Fin 2005, des monticules de courrier étaient adressés aux chômeurs déclarant une activité. Nous avons pourtant accès aux données des Assedic, nos fichiers étant en partie communs. Les périodes de travail déclarées et versements effectués ne peuvent nous échapper. Les profils des chômeurs sont plutôt bien renseignés : « Vous cherchez des heures complémentaires, vous êtes employée de maison 14 heures par semaine ». Malgré cela, les directions ont ordonné l’envoi de courriers exigeant du chômeur une entrevue (a priori difficile à obtenir, puisque ce dernier est occupé à un travail précaire) ou un courrier d’excuses.

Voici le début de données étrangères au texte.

//! A driver for the dual-plane (black + red) e-paper panels of the Fone
//! handheld, built on [`embedded-hal`] traits.
//!
//! [`embedded-hal`]: https://docs.rs/embedded-hal/1.0
//!
//! # Requirements
//!
//! ### SPI
//!
//! - MISO is not connected; the one read the controller ever answers (the
//!   boot-time variant probe) is bit-banged over reclaimed pins, see
//!   [`interface::ProbePort`]
//! - SPI_MODE_0 is used (CPHL = 0, CPOL = 0)
//! - 8 bits per word, MSB first
//! - 4 MHz is the tested clock rate for these panels
//!
//! ### Buffers
//!
//! Wherever a full frame buffer is used it needs to be of size
//! `ceil(width / 8) * height`, where width and height are either the full
//! panel size or the partial-window size.
//!
//! # Example
//!
//! ```ignore
//! use fone_epd::prelude::*;
//!
//! let mut probe = SoftwareProbe::new(sck, din);
//! let mut epd = Epd::new(
//!     &mut spi, cs, busy, dc, rst,
//!     &mut probe, &mut delay,
//!     Config::new(FONE_4IN2),
//! )?;
//!
//! let mut display = Display4in2::default();
//! display.set_rotation(DisplayRotation::Rotate90);
//! display.set_pixel(Plane::Black, 0, 0, Color::Black);
//!
//! let mut black = [0xFFu8; buffer_len(400, 300)];
//! let mut red = [0xFFu8; buffer_len(400, 300)];
//! display.rotate_into(Plane::Black, &mut black)?;
//! display.rotate_into(Plane::Red, &mut red)?;
//!
//! epd.update_and_display_frame(&mut spi, &mut delay, &black, &red)?;
//! epd.sleep(&mut spi, &mut delay)?;
//! ```
#![no_std]
#![deny(missing_docs)]

pub mod color;

mod command;

mod dialect;
pub use dialect::Dialect;

pub mod error;

/// Interface for the physical connection between display and the controlling device
pub mod interface;

pub mod panel;

pub mod rect;

pub mod rotation;

#[cfg(feature = "graphics")]
pub mod graphics;

/// Everything a consumer of the driver usually needs
pub mod prelude {
    pub use crate::color::{Color, TriColor};
    pub use crate::dialect::Dialect;
    pub use crate::error::Error;
    pub use crate::interface::{ProbePort, SoftwareProbe};
    pub use crate::panel::{
        Config, Epd, Model, PowerState, FONE_2IN9, FONE_4IN2, MAX_PARTIAL_REFRESHES,
    };
    pub use crate::rect::Rect;
    pub use crate::rotation::DisplayRotation;
    pub use crate::{buffer_len, rotated_buffer_len, SPI_MODE};

    #[cfg(feature = "graphics")]
    pub use crate::graphics::{Display, Display2in9, Display4in2, Plane};
}

use embedded_hal::spi::{Mode, Phase, Polarity};

/// SPI mode needed for these panels
///
/// For more infos see [Requirements: SPI](index.html#spi)
pub const SPI_MODE: Mode = Mode {
    phase: Phase::CaptureOnFirstTransition,
    polarity: Polarity::IdleLow,
};

/// Computes the needed buffer length for one bit-packed plane. Takes care
/// of rounding up to the next whole byte per row (the stride).
pub const fn buffer_len(width: usize, height: usize) -> usize {
    (width + 7) / 8 * height
}

/// Buffer length big enough to hold one plane in any of the four supported
/// rotations.
///
/// The strides of the rotated and unrotated layouts are rounded up to whole
/// bytes independently, so the two sizes differ whenever one of the panel
/// dimensions is not a multiple of 8.
pub const fn rotated_buffer_len(width: usize, height: usize) -> usize {
    let portrait = buffer_len(width, height);
    let landscape = buffer_len(height, width);
    if portrait > landscape {
        portrait
    } else {
        landscape
    }
}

Tous les contrats de travail reçus en retour ont servi à basculer en catégorie 3 les chômeurs (quand ce n’était pas déjà fait). Contrat précaire ou pas, ils ont tous glissé dans l’oubli, sans l’ombre d’un avertissement, c’est le comble. Quand ils n’ont pas été radiés purement et simplement ! C’est tout l’intérêt de la manoeuvre : les chômeurs qui ne répondent pas à temps sont rayés des listes. Convoquer les gens qui travaillent les dissuade de rester inscrits. En théorie, un intérimaire a parfaitement le droit d’être présent dans nos fichiers. Dans la pratique, cela devient de plus en plus difficile. À la même période, les stages de remobilisation se sont propagés comme des traînées de poudre. Refuser d’y participer, c’était se condamner à être radié.

Un chômeur de longue durée (CLD) est un « actif au chômage depuis plus d’un an 9 ». Il est pourtant quasiment impossible de trouver en fichier un CLD de plus de trois ans : ça n’existe pas. Pourtant, bien des chômeurs le disent, qu’ils cherchent depuis dix ans…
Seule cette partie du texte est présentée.